### Supplied information
- - - - - - -

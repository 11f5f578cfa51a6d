//! Browser desktop shell window manager: state store, window model, drag/resize engine,
//! persistence bridge and the Leptos binding that renders open windows.

pub mod apps;
pub mod clock;
pub mod components;
mod effect_executor;
pub mod host;
pub mod interaction;
pub mod model;
pub mod persistence;
pub mod pointer;
pub mod reducer;
pub mod runtime_context;
pub mod store;
pub mod window_manager;

pub use apps::{AppCatalog, BuiltinSurface, WindowContent};
pub use clock::{format_clock_date, format_clock_time, ClockSnapshot};
pub use components::ShellDesktop;
pub use host::ShellHostContext;
pub use interaction::{InteractionEngine, InteractionSession, PointerTracking, ResizeDirection};
pub use model::*;
pub use persistence::{
    export_config_json, import_config_json, load_shell_config, persist_shell_config,
    read_shell_config, PersistenceError, EXPORT_FILE_NAME, SHELL_CONFIG_KEY,
};
pub use reducer::{reduce_shell, RuntimeEffect, ShellAction};
pub use runtime_context::{use_shell_runtime, ShellProvider, ShellRuntimeContext};
pub use store::{ShellStore, SubscriptionId};
pub use window_manager::{render_plan, FixedPlacement, RenderedWindow, SpawnJitter, WindowPlacement};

- - - - - - -

### Exercise brief
Filter the material above down to the lines that hold the word "components".

### Completed exercise
pub mod components;
pub use components::ShellDesktop;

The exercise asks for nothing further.